Task inputs |
>>>
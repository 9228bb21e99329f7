// /////////////////////////////////////////////////////////////////////////////
// Optimized Adaptive Pipeline RS
// Copyright (c) 2025 Michael Gardner, A Bit of Help, Inc.
// SPDX-License-Identifier: BSD-3-Clause
// See LICENSE file in the project root.
// /////////////////////////////////////////////////////////////////////////////

//! The shared record passed between stages.
//!
//! Rather than a dynamic dict keyed by string, this is a plain struct with
//! one optional field per known key. Writing an unknown key is not
//! representable — there is no
//! string-keyed insertion path at all — and each stage's output type makes
//! clear which single field it owns.

use crate::entities::{AuditRecord, Chunk, Document, EmbeddedChunk, EnrichedChunk, NormalizedChunk, StorageReport};
use std::path::PathBuf;

/// Identifies a blackboard slot for error messages ("stage X expected key Y
/// but it was empty"). Never used for runtime dispatch.
#[derive(Debug, Clone, Copy, Eq, PartialEq)]
pub enum BlackboardKey {
    MonitoredFiles,
    ExtractedDocuments,
    Chunks,
    EnrichedChunks,
    AuditRecord,
    EmbeddedChunks,
    NormalizedChunks,
    StorageResult,
}

impl BlackboardKey {
    pub fn as_str(&self) -> &'static str {
        match self {
            BlackboardKey::MonitoredFiles => "monitored_files",
            BlackboardKey::ExtractedDocuments => "extracted_documents",
            BlackboardKey::Chunks => "chunks",
            BlackboardKey::EnrichedChunks => "enriched_chunks",
            BlackboardKey::AuditRecord => "audit_record",
            BlackboardKey::EmbeddedChunks => "embedded_chunks",
            BlackboardKey::NormalizedChunks => "normalized_chunks",
            BlackboardKey::StorageResult => "storage_result",
        }
    }
}

#[derive(Debug, Clone, Default)]
pub struct Blackboard {
    pub monitored_files: Option<Vec<PathBuf>>,
    pub extracted_documents: Option<Vec<Document>>,
    pub chunks: Option<Vec<Chunk>>,
    pub enriched_chunks: Option<Vec<EnrichedChunk>>,
    pub audit_record: Option<AuditRecord>,
    pub embedded_chunks: Option<Vec<EmbeddedChunk>>,
    pub normalized_chunks: Option<Vec<NormalizedChunk>>,
    pub storage_result: Option<StorageReport>,
}

impl Blackboard {
    pub fn new() -> Self {
        Self::default()
    }

    /// Fetches a required input, or an error naming which key a stage was
    /// missing. Stages call this instead of unwrapping directly so the
    /// resulting message is uniform across the pipeline.
    pub fn require<'a, T>(field: &'a Option<T>, key: BlackboardKey) -> Result<&'a T, crate::error::IngestError> {
        field.as_ref().ok_or_else(|| {
            crate::error::IngestError::validation(key.as_str(), "required blackboard key is missing")
        })
    }
}

#[cfg(test)]
mod tests {
    use super::*;

    #[test]
    fn require_reports_missing_key_by_name() {
        let board = Blackboard::new();
        let err = Blackboard::require(&board.chunks, BlackboardKey::Chunks).unwrap_err();
        assert!(err.to_string().contains("chunks"));
    }

    #[test]
    fn require_returns_present_value() {
        let mut board = Blackboard::new();
        board.monitored_files = Some(vec![PathBuf::from("a.txt")]);
        let files = Blackboard::require(&board.monitored_files, BlackboardKey::MonitoredFiles).unwrap();
        assert_eq!(files.len(), 1);
    }
}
<<<
Instructions to follow | Your answer must be the complete listing, retyped exactly.

Written response |
repository 9228bb21e99329f7
// /////////////////////////////////////////////////////////////////////////////
// Optimized Adaptive Pipeline RS
// Copyright (c) 2025 Michael Gardner, A Bit of Help, Inc.
// SPDX-License-Identifier: BSD-3-Clause
// See LICENSE file in the project root.
// /////////////////////////////////////////////////////////////////////////////

//! The shared record passed between stages.
//!
//! Rather than a dynamic dict keyed by string, this is a plain struct with
//! one optional field per known key. Writing an unknown key is not
//! representable — there is no
//! string-keyed insertion path at all — and each stage's output type makes
//! clear which single field it owns.

use crate::entities::{AuditRecord, Chunk, Document, EmbeddedChunk, EnrichedChunk, NormalizedChunk, StorageReport};
use std::path::PathBuf;

/// Identifies a blackboard slot for error messages ("stage X expected key Y
/// but it was empty"). Never used for runtime dispatch.
#[derive(Debug, Clone, Copy, Eq, PartialEq)]
pub enum BlackboardKey {
    MonitoredFiles,
    ExtractedDocuments,
    Chunks,
    EnrichedChunks,
    AuditRecord,
    EmbeddedChunks,
    NormalizedChunks,
    StorageResult,
}

impl BlackboardKey {
    pub fn as_str(&self) -> &'static str {
        match self {
            BlackboardKey::MonitoredFiles => "monitored_files",
            BlackboardKey::ExtractedDocuments => "extracted_documents",
            BlackboardKey::Chunks => "chunks",
            BlackboardKey::EnrichedChunks => "enriched_chunks",
            BlackboardKey::AuditRecord => "audit_record",
            BlackboardKey::EmbeddedChunks => "embedded_chunks",
            BlackboardKey::NormalizedChunks => "normalized_chunks",
            BlackboardKey::StorageResult => "storage_result",
        }
    }
}

#[derive(Debug, Clone, Default)]
pub struct Blackboard {
    pub monitored_files: Option<Vec<PathBuf>>,
    pub extracted_documents: Option<Vec<Document>>,
    pub chunks: Option<Vec<Chunk>>,
    pub enriched_chunks: Option<Vec<EnrichedChunk>>,
    pub audit_record: Option<AuditRecord>,
    pub embedded_chunks: Option<Vec<EmbeddedChunk>>,
    pub normalized_chunks: Option<Vec<NormalizedChunk>>,
    pub storage_result: Option<StorageReport>,
}

impl Blackboard {
    pub fn new() -> Self {
        Self::default()
    }

    /// Fetches a required input, or an error naming which key a stage was
    /// missing. Stages call this instead of unwrapping directly so the
    /// resulting message is uniform across the pipeline.
    pub fn require<'a, T>(field: &'a Option<T>, key: BlackboardKey) -> Result<&'a T, crate::error::IngestError> {
        field.as_ref().ok_or_else(|| {
            crate::error::IngestError::validation(key.as_str(), "required blackboard key is missing")
        })
    }
}

#[cfg(test)]
mod tests {
    use super::*;

    #[test]
    fn require_reports_missing_key_by_name() {
        let board = Blackboard::new();
        let err = Blackboard::require(&board.chunks, BlackboardKey::Chunks).unwrap_err();
        assert!(err.to_string().contains("chunks"));
    }

    #[test]
    fn require_returns_present_value() {
        let mut board = Blackboard::new();
        board.monitored_files = Some(vec![PathBuf::from("a.txt")]);
        let files = Blackboard::require(&board.monitored_files, BlackboardKey::MonitoredFiles).unwrap();
        assert_eq!(files.len(), 1);
    }
}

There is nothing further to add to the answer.